Last month, our founder Anna Sircova presented the Futurization Framework at the Behavioural Insights for Policy Conference (BiP) 2026 in Athens, Greece — an interdisciplinary workshop organised by King’s College London, Ethos Lab, and Eteron Institute, bringing together behavioural scientists, economists, policymakers, and practitioners from across Europe.
The conference brought into focus themes that sit at the heart of our work: trust, education, public engagement, and how we can support and empower people to act even in the face of uncertainty.
A range of important research was shared, including keynote speaker Ralph Hertwig making the case for boosting — building real cognitive and emotional capacities in people, not just steering their choices — and Nicolas Fieulaine exploring how psychological and cultural perspectives shed insight on why people might not access their social rights. The shared thread: education and culture aren’t soft additions to policy — they’re essential.

BiP gave us the room to go deeper into our research results — and what came up in those conversations made us want to share three things from our own data we haven’t spoken about yet.

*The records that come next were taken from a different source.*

impl SnapshotStore {
    pub fn from_document(doc: SnapshotDocument) -> Result<SnapshotStore> {
        let layout = Layout::from_meta(&doc.snapshot.meta)?;
        let node_field_count = layout.node_field_count;
        let edge_fields_count = layout.edge_fields_count;
        if node_field_count == 0 || edge_fields_count == 0 {
            integrity_bail!("node and edge records must have at least one field");
        }
        if doc.nodes.len() % node_field_count != 0 {
            integrity_bail!(
                "node table length {} is not a multiple of the node record width {}",
                doc.nodes.len(),
                node_field_count
            );
        }
        if doc.edges.len() % edge_fields_count != 0 {
            integrity_bail!(
                "edge table length {} is not a multiple of the edge record width {}",
                doc.edges.len(),
                edge_fields_count
            );
        }
        if doc.edges.len() > u32::MAX as usize || doc.nodes.len() > u32::MAX as usize {
            integrity_bail!("flat tables exceed the addressable index range");
        }
        let node_count = doc.nodes.len() / node_field_count;
        let edge_count = doc.edges.len() / edge_fields_count;
        if node_count != doc.snapshot.node_count {
            integrity_bail!(
                "header declares {} nodes but the node table holds {}",
                doc.snapshot.node_count,
                node_count
            );
        }
        if edge_count != doc.snapshot.edge_count {
            integrity_bail!(
                "header declares {} edges but the edge table holds {}",
                doc.snapshot.edge_count,
                edge_count
            );
        }
        if node_count == 0 {
            integrity_bail!("snapshot has no root node");
        }
        let root_node_index = doc.snapshot.root_index.unwrap_or(0);
        if root_node_index % node_field_count != 0 || root_node_index >= doc.nodes.len() {
            integrity_bail!("invalid root node index {}", root_node_index);
        }
        let strings_len = doc.strings.len();
        for node_index in (0..doc.nodes.len()).step_by(node_field_count) {
            let name = doc.nodes[node_index + layout.node_name_offset] as usize;
            if name >= strings_len {
                integrity_bail!(
                    "node #{} names string {} but the string table holds {}",
                    node_index / node_field_count,
                    name,
                    strings_len
                );
            }
        }

        let mut store = SnapshotStore {
            layout,
            nodes: doc.nodes,
            containment_edges: doc.edges,
            strings: doc.strings,
            samples: doc.samples,
            node_count,
            edge_count,
            root_node_index,
            first_edge_indexes: vec![0; node_count + 1],
            first_retainer_index: vec![0; node_count + 1],
            retaining_nodes: vec![0; edge_count],
            retaining_edges: vec![0; edge_count],
        };
        info!("Building edge indexes for {} nodes", node_count);
        store.build_edge_indexes()?;
        info!("Building retainers for {} edges", edge_count);
        store.build_retainers()?;
        Ok(store)
    }

    fn build_edge_indexes(&mut self) -> Result<()> {
        let node_field_count = self.layout.node_field_count;
        let edge_fields_count = self.layout.edge_fields_count;
        let edge_count_offset = self.layout.node_edge_count_offset;
        let edges_length = self.containment_edges.len();
        let mut edge_index: usize = 0;
        for ordinal in 0..self.node_count {
            if edge_index > edges_length {
                break;
            }
            self.first_edge_indexes[ordinal] = edge_index as u32;
            let edges = self.nodes[ordinal * node_field_count + edge_count_offset] as usize;
            edge_index += edges * edge_fields_count;
        }
        if edge_index != edges_length {
            integrity_bail!(
                "edge counts cover {} edge fields but the edge table holds {}",
                edge_index,
                edges_length
            );
        }
        self.first_edge_indexes[self.node_count] = edges_length as u32;
        Ok(())
    }

    fn build_retainers(&mut self) -> Result<()> {
        let node_field_count = self.layout.node_field_count;
        let edge_fields_count = self.layout.edge_fields_count;
        let to_node_offset = self.layout.edge_to_node_offset;
        let type_offset = self.layout.edge_type_offset;
        let name_offset = self.layout.edge_name_offset;
        let element_type = self.layout.edge_element_type;
        let hidden_type = self.layout.edge_hidden_type;
        let node_count = self.node_count;
        let strings_len = self.strings.len();
        let edges = &self.containment_edges;
        let first_retainer_index = &mut self.first_retainer_index;
        let retaining_nodes = &mut self.retaining_nodes;
        let retaining_edges = &mut self.retaining_edges;

        for edge_index in (0..edges.len()).step_by(edge_fields_count) {
            let to_node_index = edges[edge_index + to_node_offset] as usize;
            if to_node_index % node_field_count != 0 {
                integrity_bail!("invalid to_node index {} at edge {}", to_node_index, edge_index);
            }
            let to_ordinal = to_node_index / node_field_count;
            if to_ordinal >= node_count {
                integrity_bail!(
                    "edge {} references node ordinal {} but there are only {} nodes",
                    edge_index,
                    to_ordinal,
                    node_count
                );
            }
            let edge_type = edges[edge_index + type_offset];
            if edge_type != element_type
                && edge_type != hidden_type
                && edges[edge_index + name_offset] as usize >= strings_len
            {
                integrity_bail!("edge {} names a string outside the string table", edge_index);
            }
            first_retainer_index[to_ordinal] += 1;
        }

        // Turn counts into slot starts; park each count in the first slot of
        // its run so the fill pass below can count down through it.
        let mut first_unused_retainer_slot: u32 = 0;
        for i in 0..node_count {
            let retainers_count = first_retainer_index[i];
            first_retainer_index[i] = first_unused_retainer_slot;
            if retainers_count > 0 {
                retaining_nodes[first_unused_retainer_slot as usize] = retainers_count;
            }
            first_unused_retainer_slot += retainers_count;
        }
        first_retainer_index[node_count] = retaining_nodes.len() as u32;

        for src_ordinal in 0..node_count {
            let begin = self.first_edge_indexes[src_ordinal] as usize;
            let end = self.first_edge_indexes[src_ordinal + 1] as usize;
            let src_node_index = (src_ordinal * node_field_count) as u32;
            for edge_index in (begin..end).step_by(edge_fields_count) {
                let to_ordinal = edges[edge_index + to_node_offset] as usize / node_field_count;
                let first_slot = first_retainer_index[to_ordinal] as usize;
                retaining_nodes[first_slot] -= 1;
                let slot = first_slot + retaining_nodes[first_slot] as usize;
                retaining_nodes[slot] = src_node_index;
                retaining_edges[slot] = edge_index as u32;
            }
        }
        Ok(())
    }

    pub fn layout(&self) -> &Layout {
        &self.layout
    }

    pub fn node_count(&self) -> usize {
        self.node_count
    }

    pub fn edge_count(&self) -> usize {
        self.edge_count
    }

    pub fn root_node_index(&self) -> usize {
        self.root_node_index
    }

    pub fn root_node_ordinal(&self) -> usize {
        self.root_node_index / self.layout.node_field_count
    }

    pub fn first_edge_indexes(&self) -> &[u32] {
        &self.first_edge_indexes
    }

    pub fn string(&self, id: u32) -> &str {
        self.strings.get(id as usize).map_or("", |s| s.as_str())
    }

    #[inline]
    pub fn node_index(&self, ordinal: usize) -> usize {
        ordinal * self.layout.node_field_count
    }

    #[inline]
    pub fn ordinal(&self, node_index: usize) -> usize {
        node_index / self.layout.node_field_count
    }

    #[inline]
    pub fn node_type(&self, node_index: usize) -> u32 {
        self.nodes[node_index + self.layout.node_type_offset]
    }

    #[inline]
    pub fn node_name_id(&self, node_index: usize) -> u32 {
        self.nodes[node_index + self.layout.node_name_offset]
    }

    #[inline]
    pub fn node_raw_name(&self, node_index: usize) -> &str {
        self.string(self.node_name_id(node_index))
    }

    #[inline]
    pub fn node_id(&self, node_index: usize) -> u32 {
        self.nodes[node_index + self.layout.node_id_offset]
    }

    #[inline]
    pub fn node_self_size(&self, node_index: usize) -> u32 {
        self.nodes[node_index + self.layout.node_self_size_offset]
    }

    pub fn node_trace_node_id(&self, node_index: usize) -> u32 {
        self.layout
            .node_trace_node_id_offset
            .map_or(0, |offset| self.nodes[node_index + offset])
    }

    /// Edge indexes of the outgoing edges of `ordinal`.
    #[inline]
    pub fn edge_indexes(&self, ordinal: usize) -> StepBy<Range<usize>> {
        let begin = self.first_edge_indexes[ordinal] as usize;
        let end = self.first_edge_indexes[ordinal + 1] as usize;
        (begin..end).step_by(self.layout.edge_fields_count)
    }

    #[inline]
    pub fn edges_count(&self, ordinal: usize) -> usize {
        let begin = self.first_edge_indexes[ordinal] as usize;
        let end = self.first_edge_indexes[ordinal + 1] as usize;
        (end - begin) / self.layout.edge_fields_count
    }

    #[inline]
    pub fn edge_type(&self, edge_index: usize) -> u32 {
        self.containment_edges[edge_index + self.layout.edge_type_offset]
    }

    #[inline]
    pub fn edge_name_or_index(&self, edge_index: usize) -> u32 {
        self.containment_edges[edge_index + self.layout.edge_name_offset]
    }

    #[inline]
    pub fn edge_to_node(&self, edge_index: usize) -> usize {
        self.containment_edges[edge_index + self.layout.edge_to_node_offset] as usize
    }

    #[inline]
    pub fn edge_to_ordinal(&self, edge_index: usize) -> usize {
        self.edge_to_node(edge_index) / self.layout.node_field_count
    }

    /// Retainer indexes of the edges pointing at `ordinal`.
    #[inline]
    pub fn retainer_indexes(&self, ordinal: usize) -> Range<usize> {
        self.first_retainer_index[ordinal] as usize..self.first_retainer_index[ordinal + 1] as usize
    }

    #[inline]
    pub fn retainers_count(&self, ordinal: usize) -> usize {
        self.retainer_indexes(ordinal).len()
    }

    #[inline]
    pub fn retaining_node(&self, retainer_index: usize) -> usize {
        self.retaining_nodes[retainer_index] as usize
    }

    #[inline]
    pub fn retaining_edge(&self, retainer_index: usize) -> usize {
        self.retaining_edges[retainer_index] as usize
    }
}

Culture shapes how the future is imagined and felt. Across our scenario workshops with student focus groups from the US, China, India, Turkey, and France, we found strikingly different responses to the same question: what would it mean if the future didn’t exist? In the US, no future meant collapse — no motivation, no meaning. In China the response was calm and adaptive — no future, no problem. Habits, beliefs, and cultural context are part of the architecture of how people relate to what comes next.
Climate anxiety colors an experience — but selectively. In our installation study at Terres du Son, baseline climate anxiety was associated with lower excitement and sense of personal control, and more fear about the future — but didn’t touch deeper traits like calm acceptance or sense of purpose. Future-focused experiences need to hold space for emotional complexity and help people access the existing foundations for resilience, not just inspire.
The strongest effect we observed was social. More than any shift in individual climate attitudes, what the installation changed was how connected people felt to each other through the act of imagining the future together. That, to us, is what futurization looks like in practice. It is a psychological skill: the ability to sit with dark or uncertain futures without paralysis. Building that capacity — through education, thoughtful design, and honest public communication — is at the centre of building hope, resilience and action.
We thank Fondation APRIL for their support of the research.
And thank you to Sanchayan Banerjee, Pinelopi Skotida, Vasilis Panagou, George Melios, and the whole organising team for creating this space of opportunity in Athens.